Columbus Delano ( born June 4, 1809 in Shoreham, Vermont, † October 23, 1896 in Mount Vernon, Ohio ) was an American politician, who was the Cabinet of President Ulysses S. Grant as Minister of the Interior.

Life

When Columbus Delano was eight years old, his parents moved with him to Ohio, where the family settled in Knox County. The city of Mount Vernon would be his home for the rest of his life. After school he studied law and was admitted to the bar in 1831. He worked as a lawyer in Mount Vernon and later became district attorney of Knox County.

Policy

His political career began at the Whigs, which until 1847 he was a member of the U.S. House of Representatives from 1845 for the first time. He gave up another candidacy because he preferred to do politics in his home state. A candidacy for governor of Ohio in 1847 but remained unsuccessful.

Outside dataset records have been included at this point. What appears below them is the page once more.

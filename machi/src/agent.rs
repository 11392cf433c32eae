//! Agent configuration — the read-only record the Runner executes.
//!
//! An [`Agent`] is immutable once built: the Runner never mutates it,
//! only reads `instructions`/`tools`/`handoffs`/guardrails/`output_schema`
//! once per turn. Construct one with [`AgentBuilder`].

use std::fmt;
use std::sync::Arc;

use serde_json::Value;

use crate::context::RunContext;
use crate::error::{AgentError, Result};
use crate::guardrail::{InputGuardrail, OutputGuardrail};
use crate::handoff::Handoff;
use crate::tool::ToolBox;
use crate::trace::{AgentHooks, BoxedAgentHooks, NoopAgentHooks};

/// An agent's system-level instructions: a fixed string, or a function of
/// the current [`RunContext`] evaluated fresh each turn.
#[derive(Clone)]
pub enum Instructions {
    /// A fixed instructions string.
    Static(String),
    /// Computed from the run context at the start of each turn.
    Dynamic(Arc<dyn Fn(&RunContext) -> String + Send + Sync>),
}

impl Instructions {
    /// Resolve to a concrete string for this turn.
    #[must_use]
    pub fn resolve(&self, context: &RunContext) -> String {
        match self {
            Self::Static(text) => text.clone(),
            Self::Dynamic(func) => func(context),
        }
    }
}

impl fmt::Debug for Instructions {
    fn fmt(&self, f: &mut fmt::Formatter<'_>) -> fmt::Result {
        match self {
            Self::Static(text) => f.debug_tuple("Static").field(text).finish(),
            Self::Dynamic(_) => f.write_str("Dynamic(..)"),
        }
    }
}

impl From<&str> for Instructions {
    fn from(value: &str) -> Self {
        Self::Static(value.to_owned())
    }
}

impl From<String> for Instructions {
    fn from(value: String) -> Self {
        Self::Static(value)
    }
}

/// A user-declared structured-output schema, forwarded verbatim to the
/// model adapter; the engine never parses or validates against it itself.
pub trait OutputSchema: Send + Sync {
    /// A stable schema-name string, used as the `text.format.name` field.
    fn name(&self) -> String;

    /// The JSON Schema describing the expected output shape.
    fn schema(&self) -> Value;
}

/// A configured, immutable agent.
#[derive(Clone)]
pub struct Agent {
    name: String,
    instructions: Instructions,
    model: Option<String>,
    model_settings: serde_json::Map<String, Value>,
    tools: ToolBox,
    handoffs: Vec<Handoff>,
    input_guardrails: Vec<InputGuardrail>,
    output_guardrails: Vec<OutputGuardrail>,
    output_schema: Option<Arc<dyn OutputSchema>>,
    hooks: BoxedAgentHooks,
}

impl Agent {
    /// Start building a new agent named `name`.
    ///
    /// # Panics
    /// `AgentBuilder::build` panics are not possible; an empty `name` is
    /// instead rejected with [`AgentError::InvalidConfig`].
    #[must_use]
    pub fn builder(name: impl Into<String>) -> AgentBuilder {
        AgentBuilder::new(name)
    }

    /// This agent's name.
    #[must_use]
    pub fn name(&self) -> &str {
        &self.name
    }

    /// Resolve this turn's instructions string.
    #[must_use]
    pub fn instructions(&self, context: &RunContext) -> String {
        self.instructions.resolve(context)
    }

    /// Model override for this agent, if any.
    #[must_use]
    pub fn model(&self) -> Option<&str> {
        self.model.as_deref()
    }

    /// Free-form model settings merged into every request this agent sends.
    #[must_use]
    pub const fn model_settings(&self) -> &serde_json::Map<String, Value> {
        &self.model_settings
    }

    /// This agent's tool registry.
    #[must_use]
    pub const fn tools(&self) -> &ToolBox {
        &self.tools
    }

    /// This agent's configured handoff targets.
    #[must_use]
    pub fn handoffs(&self) -> &[Handoff] {
        &self.handoffs
    }

    /// This agent's input guardrails, run before every model call.
    #[must_use]
    pub fn input_guardrails(&self) -> &[InputGuardrail] {
        &self.input_guardrails
    }

    /// This agent's output guardrails, run on the final output.
    #[must_use]
    pub fn output_guardrails(&self) -> &[OutputGuardrail] {
        &self.output_guardrails
    }

    /// This agent's requested structured-output schema, if any.
    #[must_use]
    pub fn output_schema(&self) -> Option<&Arc<dyn OutputSchema>> {
        self.output_schema.as_ref()
    }

    /// This agent's lifecycle hooks.
    #[must_use]
    pub fn hooks(&self) -> &BoxedAgentHooks {
        &self.hooks
    }
}

impl fmt::Debug for Agent {
    fn fmt(&self, f: &mut fmt::Formatter<'_>) -> fmt::Result {
        f.debug_struct("Agent")
            .field("name", &self.name)
            .field("model", &self.model)
            .field("tools", &self.tools.names())
            .field("handoffs", &self.handoffs.iter().map(Handoff::target).collect::<Vec<_>>())
            .finish_non_exhaustive()
    }
}

/// Builder for [`Agent`], in the teacher's chainable `#[must_use]` idiom.
pub struct AgentBuilder {
    name: String,
    instructions: Instructions,
    model: Option<String>,
    model_settings: serde_json::Map<String, Value>,
    tools: ToolBox,
    handoffs: Vec<Handoff>,
    input_guardrails: Vec<InputGuardrail>,
    output_guardrails: Vec<OutputGuardrail>,
    output_schema: Option<Arc<dyn OutputSchema>>,
    hooks: BoxedAgentHooks,
}

impl AgentBuilder {
    /// Start a new builder for an agent named `name`.
    #[must_use]
    pub fn new(name: impl Into<String>) -> Self {
        Self {
            name: name.into(),
            instructions: Instructions::Static(String::new()),
            model: None,
            model_settings: serde_json::Map::new(),
            tools: ToolBox::new(),
            handoffs: Vec::new(),
            input_guardrails: Vec::new(),
            output_guardrails: Vec::new(),
            output_schema: None,
            hooks: Arc::new(NoopAgentHooks),
        }
    }

    /// Set fixed instructions text.
    #[must_use]
    pub fn instructions(mut self, instructions: impl Into<Instructions>) -> Self {
        self.instructions = instructions.into();
        self
    }

    /// Set instructions computed from the run context each turn.
    #[must_use]
    pub fn dynamic_instructions(
        mut self,
        func: impl Fn(&RunContext) -> String + Send + Sync + 'static,
    ) -> Self {
        self.instructions = Instructions::Dynamic(Arc::new(func));
        self
    }

    /// Override the model for this agent.
    #[must_use]
    pub fn model(mut self, model: impl Into<String>) -> Self {
        self.model = Some(model.into());
        self
    }

    /// Merge a model setting, e.g. `"max_tokens"`, into every request.
    #[must_use]
    pub fn model_setting(mut self, key: impl Into<String>, value: impl Into<Value>) -> Self {
        self.model_settings.insert(key.into(), value.into());
        self
    }

    /// Register a tool.
    #[must_use]
    pub fn tool(mut self, tool: impl crate::tool::Tool + 'static) -> Self {
        self.tools.add(tool);
        self
    }

    /// Register a handoff target.
    #[must_use]
    pub fn handoff(mut self, handoff: Handoff) -> Self {
        self.handoffs.push(handoff);
        self
    }

    /// Register an input guardrail.
    #[must_use]
    pub fn input_guardrail(mut self, guardrail: InputGuardrail) -> Self {
        self.input_guardrails.push(guardrail);
        self
    }

    /// Register an output guardrail.
    #[must_use]
    pub fn output_guardrail(mut self, guardrail: OutputGuardrail) -> Self {
        self.output_guardrails.push(guardrail);
        self
    }

    /// Declare a structured-output schema, forwarded verbatim to the model.
    #[must_use]
    pub fn output_schema(mut self, schema: impl OutputSchema + 'static) -> Self {
        self.output_schema = Some(Arc::new(schema));
        self
    }

    /// Attach per-agent lifecycle hooks.
    #[must_use]
    pub fn hooks(mut self, hooks: impl AgentHooks + 'static) -> Self {
        self.hooks = Arc::new(hooks);
        self
    }

    /// Finish building.
    ///
    /// # Errors
    /// Returns [`AgentError::InvalidConfig`] if `name` is empty.
    pub fn build(self) -> Result<Agent> {
        if self.name.trim().is_empty() {
            return Err(AgentError::invalid_config("name", "must not be empty"));
        }

        Ok(Agent {
            name: self.name,
            instructions: self.instructions,
            model: self.model,
            model_settings: self.model_settings,
            tools: self.tools,
            handoffs: self.handoffs,
            input_guardrails: self.input_guardrails,
            output_guardrails: self.output_guardrails,
            output_schema: self.output_schema,
            hooks: self.hooks,
        })
    }
}

#[cfg(test)]
mod tests {
    use super::*;

    #[test]
    fn build_rejects_empty_name() {
        let err = Agent::builder("   ").build().unwrap_err();
        assert!(matches!(err, AgentError::InvalidConfig { .. }));
    }

    #[test]
    fn build_succeeds_with_defaults() {
        let agent = Agent::builder("triage").instructions("be helpful").build().unwrap();
        assert_eq!(agent.name(), "triage");
        assert!(agent.tools().is_empty());
        assert!(agent.handoffs().is_empty());
    }

    #[test]
    fn dynamic_instructions_see_context() {
        let agent = Agent::builder("triage")
            .dynamic_instructions(|ctx| format!("turn {}", ctx.turn()))
            .build()
            .unwrap();
        let mut ctx = RunContext::new();
        ctx.advance_turn();
        assert_eq!(agent.instructions(&ctx), "turn 1");
    }

    #[test]
    fn model_settings_accumulate() {
        let agent = Agent::builder("triage")
            .model_setting("max_tokens", 500)
            .model_setting("top_k", 3)
            .build()
            .unwrap();
        assert_eq!(agent.model_settings().len(), 2);
    }
}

After the demise of the Whig Party to Delano joined the Republicans and was a delegate Ohio in 1860 attended the Republican National Convention in Chicago, where he supported the nomination of Abraham Lincoln 's presidential candidate. In 1862 he ran for a seat in the U.S. Senate, but was defeated his opponent with a gap of only two votes. The following year he was elected to the House of Representatives from Ohio; In 1865, he then returned to the U.S. House of Representatives. The re-election in 1866, though he lost to George W. Morgan, but Delano contested the election and won the case, and he could take his seat at the June 3, 1868 again. For re-election, he no longer went to, so he resigned from the Congress on March 3, 1869.

Subsequently, he worked as head of the tax authority ( Commissioner of Internal Revenue ) worked before he was appointed as the successor of President Grant resigned Interior Minister Jacob Dolson Cox on November 1, 1870 in his cabinet. He also had with the diverse and growing number of tasks of the Ministry to fight as well as with the corruption within the agency as its predecessor. Nevertheless, he retained the post until October 19, 1875, and thus longer than any other minister of the interior in the 19th century. Reason for his resignation were evidence that his son John, who worked for the Bureau of Indian Affairs, had also been guilty of corruption.

After retiring from the Cabinet Columbus Delano returned to Mount Vernon, where he served as president of the local First National Bank in the next 20 years. He died there in October 1896.

Appreciation

During his tenure as Minister of the Interior, on 14 July 1873, the city was named Delano in California after him.